Records drawn from a dataset:
════════════════════
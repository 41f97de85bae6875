use std::collections::hash_map::Entry;
use std::collections::HashMap;

use log::debug;

use crate::model::{is_artefact_class, map_lift, split_division, RawRow, Record};

/// Source column names (after header trimming).
pub mod columns {
    pub const FULL_NAME: &str = "Full Name";
    pub const WEIGHT: &str = "Weight";
    pub const CLASS: &str = "Class";
    pub const DIVISION: &str = "Division";
    pub const LIFT: &str = "Lift";
    pub const RECORD_TYPE: &str = "Record Type";
    pub const RECORD_NAME: &str = "Record Name";
    pub const SEX: &str = "Sex";
    pub const EQUIPMENT: &str = "Equipment";
    pub const DATE: &str = "Date";
    pub const LOCATION: &str = "Location";
    /// Older exports label the location column `Event`.
    pub const EVENT: &str = "Event";

    /// Columns without which no row can survive normalization.
    pub const REQUIRED: [&str; 3] = [FULL_NAME, WEIGHT, CLASS];
}

/// Normalize raw rows into records, silently dropping invalid ones.
pub fn normalize(raw_rows: &[RawRow]) -> Vec<Record> {
    let mut records = Vec::with_capacity(raw_rows.len());
    for row in raw_rows {
        if let Some(record) = normalize_row(row) {
            records.push(record);
        }
    }

    let dropped = raw_rows.len() - records.len();
    if dropped > 0 {
        debug!("normalize: kept {} rows, dropped {dropped}", records.len());
    }
    records
}

/// Normalize one row. `None` means the row is noise (no name, no numeric
/// weight, or an artefact weight class).
pub fn normalize_row(row: &RawRow) -> Option<Record> {
    let fields = TrimmedRow::new(row);

    let full_name = fields.get(columns::FULL_NAME);
    if full_name.is_empty() {
        return None;
    }

    let weight = parse_weight(fields.get(columns::WEIGHT))?;

    let weight_class = fields.get(columns::CLASS);
    if is_artefact_class(weight_class) {
        return None;
    }

    let division_raw = fields.get(columns::DIVISION);
    let (division_base, testing_status) = split_division(division_raw);

    let event_location = match fields.lookup(columns::LOCATION) {
        Some(v) => v,
        None => fields.get(columns::EVENT),
    };

    Some(Record {
        full_name: full_name.to_string(),
        weight,
        weight_class: weight_class.to_string(),
        division_raw: division_raw.to_string(),
        division_base,
        testing_status,
        lift: map_lift(fields.get(columns::LIFT)),
        record_type: fields.get(columns::RECORD_TYPE).to_string(),
        record_name: fields.get(columns::RECORD_NAME).to_string(),
        sex: fields.get(columns::SEX).to_string(),
        equipment: fields.get(columns::EQUIPMENT).to_string(),
        date: fields.get(columns::DATE).to_string(),
        event_location: event_location.to_string(),
    })
}

fn parse_weight(value: &str) -> Option<f64> {
    value.parse::<f64>().ok().filter(|w| w.is_finite())
}

/// Row view with trimmed column names and trimmed values.
///
/// When several raw keys trim to the same name, the one already trimmed wins,
/// then the smallest raw key.
struct TrimmedRow<'a> {
    fields: HashMap<&'a str, (&'a str, &'a str)>,
}

impl<'a> TrimmedRow<'a> {
    fn new(row: &'a RawRow) -> Self {
        let mut fields: HashMap<&'a str, (&'a str, &'a str)> = HashMap::with_capacity(row.len());
        for (raw_key, value) in row {
            let key = raw_key.trim();
            let rank = |raw: &str| (raw != key, raw.to_string());
            match fields.entry(key) {
                Entry::Vacant(slot) => {
                    slot.insert((raw_key.as_str(), value.trim()));
                }
                Entry::Occupied(mut slot) => {
                    if rank(raw_key) < rank(slot.get().0) {
                        slot.insert((raw_key.as_str(), value.trim()));
                    }
                }
            }
        }
        Self { fields }
    }

    fn lookup(&self, column: &str) -> Option<&'a str> {
        self.fields.get(column).map(|&(_, value)| value)
    }

    /// Cell value, or empty string when the column is absent.
    fn get(&self, column: &str) -> &'a str {
        self.lookup(column).unwrap_or("")
    }
}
════════════════════
Using the records above, list each line that includes "lookup".

    let event_location = match fields.lookup(columns::LOCATION) {
    fn lookup(&self, column: &str) -> Option<&'a str> {
        self.lookup(column).unwrap_or("")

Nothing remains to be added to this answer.